Food counters in large and medium-sized supermarkets and shopping malls must use surveillance equipment that can clearly identify people’s faces, says the regulation, established by the Municipal Public Security Bureau (PSB).
Small stores such as 7-Eleven are not included, although they also prepare food.
Surveillance videos at many supermarkets now only show an outline of people rather than a clear image, and it is difficult to investigate cases involving food poisoning, an employee with the PSB told the Beijing News.
The new regulation requires high-resolution surveillance equipment to be installed at important places such as accounting offices, warehouses, monitoring centers and elevators.
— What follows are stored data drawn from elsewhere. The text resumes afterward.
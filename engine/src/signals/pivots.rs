// Local extrema over a symmetric five-point window
use shared::models::{Pivot, PivotKind};

/// Bars compared on each side of a pivot candidate.
pub const PIVOT_SPAN: usize = 2;

/// Points whose two neighbours on each side are all defined and strictly greater.
///
/// Equal neighbours disqualify a candidate, so flat bottoms never form a pivot.
pub fn local_lows(series: &[Option<f64>]) -> Vec<Pivot> {
    find_pivots(series, PivotKind::Low)
}

/// Mirror of [`local_lows`]: neighbours strictly smaller.
pub fn local_highs(series: &[Option<f64>]) -> Vec<Pivot> {
    find_pivots(series, PivotKind::High)
}

pub fn local_lows_of(prices: &[f64]) -> Vec<Pivot> {
    local_lows(&defined(prices))
}

pub fn local_highs_of(prices: &[f64]) -> Vec<Pivot> {
    local_highs(&defined(prices))
}

fn defined(prices: &[f64]) -> Vec<Option<f64>> {
    prices.iter().copied().map(Some).collect()
}

fn find_pivots(series: &[Option<f64>], kind: PivotKind) -> Vec<Pivot> {
    if series.len() < 2 * PIVOT_SPAN + 1 {
        return Vec::new();
    }

    (PIVOT_SPAN..series.len() - PIVOT_SPAN)
        .filter_map(|i| {
            let center = series[i]?;
            let window = &series[i - PIVOT_SPAN..=i + PIVOT_SPAN];
            let is_pivot = window.iter().enumerate().all(|(offset, neighbour)| {
                if offset == PIVOT_SPAN {
                    return true;
                }
                match (neighbour, kind) {
                    (Some(n), PivotKind::Low) => *n > center,
                    (Some(n), PivotKind::High) => *n < center,
                    (None, _) => false,
                }
            });
            is_pivot.then_some(Pivot { index: i, value: center, kind })
        })
        .collect()
}

/// The last `n` pivots, oldest first.
pub fn most_recent(pivots: &[Pivot], n: usize) -> &[Pivot] {
    &pivots[pivots.len().saturating_sub(n)..]
}

#[cfg(test)]
mod tests {
    use super::*;

    #[test]
    fn finds_strict_lows_and_highs() {
        let prices = [5.0, 4.0, 1.0, 4.0, 5.0, 8.0, 9.0, 8.0, 7.0];
        let lows = local_lows_of(&prices);
        assert_eq!(lows, vec![Pivot { index: 2, value: 1.0, kind: PivotKind::Low }]);
        let highs = local_highs_of(&prices);
        assert_eq!(highs, vec![Pivot { index: 6, value: 9.0, kind: PivotKind::High }]);
    }

    #[test]
    fn ties_are_not_pivots() {
        assert!(local_lows_of(&[5.0, 4.0, 1.0, 1.0, 5.0, 6.0]).is_empty());
        assert!(local_highs_of(&[1.0, 9.0, 3.0, 9.0, 1.0]).is_empty());
    }

    #[test]
    fn non_monotonic_left_side_still_counts() {
        // Only strict minimality over the window matters.
        let lows = local_lows_of(&[3.0, 4.0, 1.0, 2.0, 2.5]);
        assert_eq!(lows.len(), 1);
        assert_eq!(lows[0].index, 2);
    }

    #[test]
    fn edges_and_short_series_never_pivot() {
        assert!(local_lows_of(&[1.0, 2.0, 3.0, 4.0]).is_empty());
        assert!(local_lows_of(&[0.0, 5.0, 5.0, 5.0, 5.0, 0.0]).is_empty());
        assert!(local_highs_of(&[]).is_empty());
    }

    #[test]
    fn undefined_neighbours_disqualify() {
        let series = [None, Some(5.0), Some(1.0), Some(5.0), Some(6.0), Some(2.0), Some(7.0), Some(8.0)];
        let lows = local_lows(&series);
        assert_eq!(lows.len(), 1);
        assert_eq!(lows[0].index, 5);
    }

    #[test]
    fn most_recent_keeps_tail_in_order() {
        let prices = [9.0, 8.0, 1.0, 8.0, 9.0, 8.0, 2.0, 8.0, 9.0, 8.0, 3.0, 8.0, 9.0];
        let lows = local_lows_of(&prices);
        assert_eq!(lows.len(), 3);
        let last_two = most_recent(&lows, 2);
        assert_eq!(last_two.iter().map(|p| p.value).collect::<Vec<_>>(), vec![2.0, 3.0]);
        assert_eq!(most_recent(&lows[..1], 2).len(), 1);
    }
}
use std::env;
use std::fmt;
use std::path::PathBuf;

pub const DEFAULT_DATA_FILE: &str = "data/job_data.csv";

/// Distinguishes runtime behavior for different stages of the deployment.
#[derive(Debug, Clone, Copy, PartialEq, Eq)]
pub enum AppEnvironment {
    Development,
    Test,
    Production,
}

impl AppEnvironment {
    fn from_str(value: &str) -> Self {
        match value.trim().to_ascii_lowercase().as_str() {
            "prod" | "production" => Self::Production,
            "test" | "ci" => Self::Test,
            _ => Self::Development,
        }
    }
}

/// Top-level configuration for the catalog and its front end.
#[derive(Debug, Clone)]
pub struct AppConfig {
    pub environment: AppEnvironment,
    pub data: DataConfig,
    pub telemetry: TelemetryConfig,
}

impl AppConfig {
    pub fn load() -> Result<Self, ConfigError> {
        dotenvy::dotenv().ok();

        let environment = AppEnvironment::from_str(
            &env::var("APP_ENV").unwrap_or_else(|_| "development".to_string()),
        );

        let path = match env::var("APP_DATA_FILE") {
            Ok(raw) if raw.trim().is_empty() => return Err(ConfigError::EmptyDataPath),
            Ok(raw) => PathBuf::from(raw.trim()),
            Err(_) => PathBuf::from(DEFAULT_DATA_FILE),
        };

        let log_level = env::var("APP_LOG_LEVEL").unwrap_or_else(|_| "info".to_string());

        Ok(Self {
            environment,
            data: DataConfig { path },
            telemetry: TelemetryConfig { log_level },
        })
    }
}

/// Location of the job listing export.
#[derive(Debug, Clone)]
pub struct DataConfig {
    pub path: PathBuf,
}

/// Tracing controls.
#[derive(Debug, Clone)]
pub struct TelemetryConfig {
    pub log_level: String,
}

#[derive(Debug)]
pub enum ConfigError {
    EmptyDataPath,
}

impl fmt::Display for ConfigError {
    fn fmt(&self, f: &mut fmt::Formatter<'_>) -> fmt::Result {
        match self {
            ConfigError::EmptyDataPath => write!(f, "APP_DATA_FILE must not be blank"),
        }
    }
}

impl std::error::Error for ConfigError {}

#[cfg(test)]
mod tests {
    use super::*;
    use std::env;
    use std::sync::{Mutex, OnceLock};

    fn env_guard() -> &'static Mutex<()> {
        static GUARD: OnceLock<Mutex<()>> = OnceLock::new();
        GUARD.get_or_init(|| Mutex::new(()))
    }

    fn reset_env() {
        env::remove_var("APP_ENV");
        env::remove_var("APP_DATA_FILE");
        env::remove_var("APP_LOG_LEVEL");
    }

    #[test]
    fn load_uses_defaults_when_env_missing() {
        let _lock = env_guard().lock().expect("env mutex poisoned");
        reset_env();
        let config = AppConfig::load().expect("config loads with defaults");
        assert_eq!(config.environment, AppEnvironment::Development);
        assert_eq!(config.data.path, PathBuf::from(DEFAULT_DATA_FILE));
        assert_eq!(config.telemetry.log_level, "info");
    }

    #[test]
    fn load_reads_overrides() {
        let _lock = env_guard().lock().expect("env mutex poisoned");
        reset_env();
        env::set_var("APP_ENV", "CI");
        env::set_var("APP_DATA_FILE", " /srv/jobs/export.csv ");
        env::set_var("APP_LOG_LEVEL", "tech_jobs=debug");

        let config = AppConfig::load().expect("config loads");
        assert_eq!(config.environment, AppEnvironment::Test);
        assert_eq!(config.data.path, PathBuf::from("/srv/jobs/export.csv"));
        assert_eq!(config.telemetry.log_level, "tech_jobs=debug");
        reset_env();
    }

    #[test]
    fn blank_data_path_is_rejected() {
        let _lock = env_guard().lock().expect("env mutex poisoned");
        reset_env();
        env::set_var("APP_DATA_FILE", "   ");

        let err = AppConfig::load().expect_err("blank path rejected");
        assert!(matches!(err, ConfigError::EmptyDataPath));
        reset_env();
    }

    #[test]
    fn environment_names_are_case_insensitive() {
        assert_eq!(
            AppEnvironment::from_str("Production"),
            AppEnvironment::Production
        );
        assert_eq!(AppEnvironment::from_str("prod"), AppEnvironment::Production);
        assert_eq!(
            AppEnvironment::from_str("staging"),
            AppEnvironment::Development
        );
    }
}
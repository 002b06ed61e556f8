use clap::{Args, Parser, Subcommand, ValueEnum};
use serde::Serialize;
use std::io::{self, Write};
use std::path::PathBuf;
use std::sync::Arc;
use tech_jobs::config::AppConfig;
use tech_jobs::error::AppError;
use tech_jobs::telemetry;
use tech_jobs::{Job, JobData, JobField, NamedEntity};
use tracing::info;

#[derive(Parser, Debug)]
#[command(
    name = "tech-jobs",
    about = "List and search job listings loaded from a CSV export",
    version
)]
struct Cli {
    #[command(flatten)]
    output: OutputArgs,
    #[command(subcommand)]
    command: Option<Command>,
}

#[derive(Args, Debug, Default)]
struct OutputArgs {
    /// Override the configured CSV export path
    #[arg(long, global = true)]
    data: Option<PathBuf>,
    /// Print results as JSON instead of plain text
    #[arg(long, global = true)]
    json: bool,
}

#[derive(Subcommand, Debug)]
enum Command {
    /// List every job, or every distinct value of one column (default command)
    List {
        #[arg(value_enum, default_value_t = ListKind::Jobs)]
        kind: ListKind,
    },
    /// Search jobs by column and value
    Search(SearchArgs),
    /// Show the column selectors accepted by `search --column`
    Columns,
}

#[derive(Debug, Clone, Copy, PartialEq, Eq, ValueEnum)]
enum ListKind {
    Jobs,
    Employer,
    Location,
    PositionType,
    CoreCompetency,
}

#[derive(Args, Debug)]
struct SearchArgs {
    /// Column selector, or "all" to search every column
    #[arg(long, default_value = "all")]
    column: String,
    /// Text to look for; "all" returns every job
    term: String,
}

#[derive(Debug, Serialize)]
struct ColumnView {
    selector: &'static str,
    label: &'static str,
}

fn main() {
    if let Err(err) = run_cli() {
        eprintln!("application error: {err}");
        std::process::exit(1);
    }
}

fn run_cli() -> Result<(), AppError> {
    let cli = Cli::parse();
    let mut config = AppConfig::load()?;

    if let Some(path) = cli.output.data {
        config.data.path = path;
    }

    telemetry::init(&config.telemetry)?;
    info!(?config.environment, path = %config.data.path.display(), "tech jobs catalog");

    let data = JobData::from_config(&config.data);
    let json = cli.output.json;
    let stdout = io::stdout();
    let mut out = stdout.lock();

    match cli.command.unwrap_or(Command::List {
        kind: ListKind::Jobs,
    }) {
        Command::List { kind: ListKind::Jobs } => {
            render_jobs(&mut out, &data.find_all(), json)?;
        }
        Command::List { kind } => {
            let names = entity_names(&data, kind);
            render_names(&mut out, &names, json)?;
        }
        Command::Search(args) => {
            let jobs = data.find_by_column_and_value(&args.column, &args.term);
            render_search(&mut out, &args, &jobs, json)?;
        }
        Command::Columns => render_columns(&mut out, json)?,
    }

    Ok(())
}

fn entity_names(data: &JobData, kind: ListKind) -> Vec<String> {
    fn names<T: NamedEntity>(entities: Vec<Arc<T>>) -> Vec<String> {
        entities.iter().map(|entity| entity.name().to_string()).collect()
    }

    match kind {
        ListKind::Jobs => data.find_all().into_iter().map(|job| job.name).collect(),
        ListKind::Employer => names(data.all_employers()),
        ListKind::Location => names(data.all_locations()),
        ListKind::PositionType => names(data.all_position_types()),
        ListKind::CoreCompetency => names(data.all_core_competencies()),
    }
}

fn render_jobs<W: Write>(out: &mut W, jobs: &[Job], json: bool) -> Result<(), AppError> {
    if json {
        serde_json::to_writer_pretty(&mut *out, jobs)?;
        writeln!(out)?;
        return Ok(());
    }

    if jobs.is_empty() {
        writeln!(out, "No results")?;
        return Ok(());
    }

    for job in jobs {
        writeln!(out, "\n#{} {}", job.id, job.name)?;
        for field in &JobField::ALL[1..] {
            writeln!(out, "  {}: {}", field.label(), job.field(*field))?;
        }
    }

    Ok(())
}

fn render_names<W: Write>(out: &mut W, names: &[String], json: bool) -> Result<(), AppError> {
    if json {
        serde_json::to_writer_pretty(&mut *out, names)?;
        writeln!(out)?;
        return Ok(());
    }

    for name in names {
        writeln!(out, "- {name}")?;
    }

    Ok(())
}

fn render_search<W: Write>(
    out: &mut W,
    args: &SearchArgs,
    jobs: &[Job],
    json: bool,
) -> Result<(), AppError> {
    if !json {
        let column = match args.column.as_str() {
            "all" => "All",
            other => JobField::from_selector(other).label(),
        };
        writeln!(
            out,
            "Jobs with {}: {} ({} found)",
            column,
            args.term,
            jobs.len()
        )?;
    }

    render_jobs(out, jobs, json)
}

fn render_columns<W: Write>(out: &mut W, json: bool) -> Result<(), AppError> {
    let columns: Vec<ColumnView> = JobField::ALL
        .iter()
        .map(|field| ColumnView {
            selector: field.selector(),
            label: field.label(),
        })
        .collect();

    if json {
        serde_json::to_writer_pretty(&mut *out, &columns)?;
        writeln!(out)?;
        return Ok(());
    }

    writeln!(out, "- all: All")?;
    for column in &columns {
        writeln!(out, "- {}: {}", column.selector, column.label)?;
    }

    Ok(())
}
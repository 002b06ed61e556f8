use std::fs::File;
use std::io::{self, Cursor, Read};
use std::path::{Path, PathBuf};

/// Where the job export is read from.
pub trait JobSource: Send + Sync {
    /// Human readable origin, used in log lines.
    fn describe(&self) -> String;

    fn open(&self) -> io::Result<Box<dyn Read + '_>>;
}

/// Export stored on disk.
#[derive(Debug, Clone)]
pub struct CsvFile {
    path: PathBuf,
}

impl CsvFile {
    pub fn new(path: impl Into<PathBuf>) -> Self {
        Self { path: path.into() }
    }

    pub fn path(&self) -> &Path {
        &self.path
    }
}

impl JobSource for CsvFile {
    fn describe(&self) -> String {
        self.path().display().to_string()
    }

    fn open(&self) -> io::Result<Box<dyn Read + '_>> {
        Ok(Box::new(File::open(&self.path)?))
    }
}

/// Export already held in memory, e.g. embedded fixtures.
#[derive(Debug, Clone)]
pub struct InMemoryCsv {
    contents: String,
}

impl InMemoryCsv {
    pub fn new(contents: impl Into<String>) -> Self {
        Self {
            contents: contents.into(),
        }
    }
}

impl JobSource for InMemoryCsv {
    fn describe(&self) -> String {
        format!("in-memory export ({} bytes)", self.contents.len())
    }

    fn open(&self) -> io::Result<Box<dyn Read + '_>> {
        Ok(Box::new(Cursor::new(self.contents.as_bytes())))
    }
}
The cameras installed at food counters should be able to identify the faces and behavior of anyone that has handled the food, the regulation stipulates.
“We have high-resolution surveillance cameras all over our shopping mall, including in the elevators and along major passages,” an administration department employee with the New World Department Store in Wangjing, surnamed Liu, told the Global Times on Sunday.
In November 2004, Yin Gang tried to blackmail 12 supermarkets, including eight in Beijing, by claiming he had poisoned food with pesticides. Yin was sentenced to six years in prison in 2005, the Legal Mirror reported.
Although no food was actually poisoned, the eight Beijing supermarkets lost more than 2.6 million yuan ($403,780) as they had to close to inspect any food that was suspected to have been poisoned, the newspaper said.